#### MATERIAL PROVIDED
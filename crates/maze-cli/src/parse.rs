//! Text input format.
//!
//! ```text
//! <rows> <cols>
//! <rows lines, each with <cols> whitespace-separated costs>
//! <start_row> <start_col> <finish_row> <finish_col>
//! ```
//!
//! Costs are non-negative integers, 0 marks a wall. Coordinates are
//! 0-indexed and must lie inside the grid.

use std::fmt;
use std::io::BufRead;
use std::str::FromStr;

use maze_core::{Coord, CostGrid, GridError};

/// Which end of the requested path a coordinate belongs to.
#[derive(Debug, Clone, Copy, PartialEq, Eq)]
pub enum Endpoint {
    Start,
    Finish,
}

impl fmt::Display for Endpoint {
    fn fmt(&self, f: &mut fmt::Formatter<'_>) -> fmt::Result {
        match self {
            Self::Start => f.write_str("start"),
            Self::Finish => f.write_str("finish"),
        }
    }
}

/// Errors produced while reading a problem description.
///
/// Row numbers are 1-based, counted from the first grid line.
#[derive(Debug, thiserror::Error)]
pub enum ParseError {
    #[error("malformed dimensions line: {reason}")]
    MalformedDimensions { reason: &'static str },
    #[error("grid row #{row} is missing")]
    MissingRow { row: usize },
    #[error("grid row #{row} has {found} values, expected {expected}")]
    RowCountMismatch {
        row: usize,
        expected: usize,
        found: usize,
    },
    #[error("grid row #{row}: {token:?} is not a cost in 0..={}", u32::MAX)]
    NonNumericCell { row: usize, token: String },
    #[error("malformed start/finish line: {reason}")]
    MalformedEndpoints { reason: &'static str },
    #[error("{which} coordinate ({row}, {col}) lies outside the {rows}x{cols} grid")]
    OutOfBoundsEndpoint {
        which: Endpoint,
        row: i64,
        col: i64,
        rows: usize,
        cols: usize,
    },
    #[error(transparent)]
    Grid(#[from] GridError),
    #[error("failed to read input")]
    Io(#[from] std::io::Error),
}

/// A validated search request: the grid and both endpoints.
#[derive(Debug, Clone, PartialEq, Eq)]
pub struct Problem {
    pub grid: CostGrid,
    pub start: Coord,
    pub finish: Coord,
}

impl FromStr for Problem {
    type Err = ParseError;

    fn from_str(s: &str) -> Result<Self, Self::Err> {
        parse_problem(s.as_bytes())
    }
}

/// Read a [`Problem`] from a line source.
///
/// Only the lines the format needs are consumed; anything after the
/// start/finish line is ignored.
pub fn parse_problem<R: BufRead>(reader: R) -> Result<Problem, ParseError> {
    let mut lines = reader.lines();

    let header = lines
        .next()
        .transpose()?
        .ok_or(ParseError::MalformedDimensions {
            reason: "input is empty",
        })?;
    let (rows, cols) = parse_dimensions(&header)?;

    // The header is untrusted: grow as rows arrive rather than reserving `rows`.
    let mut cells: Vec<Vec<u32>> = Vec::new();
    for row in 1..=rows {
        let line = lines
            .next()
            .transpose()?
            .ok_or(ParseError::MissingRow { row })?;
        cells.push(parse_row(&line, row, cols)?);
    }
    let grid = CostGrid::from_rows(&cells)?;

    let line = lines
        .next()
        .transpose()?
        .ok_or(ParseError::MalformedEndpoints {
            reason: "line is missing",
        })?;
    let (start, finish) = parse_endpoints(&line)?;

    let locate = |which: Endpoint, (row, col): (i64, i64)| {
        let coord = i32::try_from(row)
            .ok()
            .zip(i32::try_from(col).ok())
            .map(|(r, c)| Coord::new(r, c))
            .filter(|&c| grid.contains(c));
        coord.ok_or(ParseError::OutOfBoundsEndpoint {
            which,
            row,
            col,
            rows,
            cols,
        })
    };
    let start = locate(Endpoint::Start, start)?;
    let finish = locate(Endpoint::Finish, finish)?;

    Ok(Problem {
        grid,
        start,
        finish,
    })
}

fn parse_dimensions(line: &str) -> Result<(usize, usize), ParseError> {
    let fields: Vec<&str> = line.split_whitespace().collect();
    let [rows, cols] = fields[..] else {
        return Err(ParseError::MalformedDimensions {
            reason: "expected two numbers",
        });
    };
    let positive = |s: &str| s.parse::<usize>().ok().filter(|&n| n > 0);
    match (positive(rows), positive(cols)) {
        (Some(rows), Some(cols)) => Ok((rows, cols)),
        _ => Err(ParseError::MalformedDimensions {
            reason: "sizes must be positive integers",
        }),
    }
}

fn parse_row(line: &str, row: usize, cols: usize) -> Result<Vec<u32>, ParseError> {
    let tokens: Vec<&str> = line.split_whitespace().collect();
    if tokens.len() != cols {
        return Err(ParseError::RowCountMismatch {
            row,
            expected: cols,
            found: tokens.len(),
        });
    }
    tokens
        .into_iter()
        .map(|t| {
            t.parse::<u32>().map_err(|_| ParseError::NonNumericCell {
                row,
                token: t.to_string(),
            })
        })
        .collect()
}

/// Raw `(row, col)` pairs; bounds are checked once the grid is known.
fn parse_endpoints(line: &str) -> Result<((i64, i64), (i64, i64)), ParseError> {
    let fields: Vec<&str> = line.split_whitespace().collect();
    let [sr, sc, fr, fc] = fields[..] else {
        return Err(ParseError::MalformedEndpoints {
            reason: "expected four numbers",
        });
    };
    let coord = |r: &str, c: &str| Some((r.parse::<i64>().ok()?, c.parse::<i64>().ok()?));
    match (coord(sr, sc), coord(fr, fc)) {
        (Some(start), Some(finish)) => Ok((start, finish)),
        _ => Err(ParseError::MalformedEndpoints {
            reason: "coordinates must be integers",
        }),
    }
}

#### WHAT YOU HAVE TO DO
Your reply must contain exactly the lines from the first line of the data through the line holding "use std::fmt;", and nothing more.

#### EXERCISE ANSWER
filename crates/maze-cli/src/parse.rs
//! Text input format.
//!
//! ```text
//! <rows> <cols>
//! <rows lines, each with <cols> whitespace-separated costs>
//! <start_row> <start_col> <finish_row> <finish_col>
//! ```
//!
//! Costs are non-negative integers, 0 marks a wall. Coordinates are
//! 0-indexed and must lie inside the grid.

use std::fmt;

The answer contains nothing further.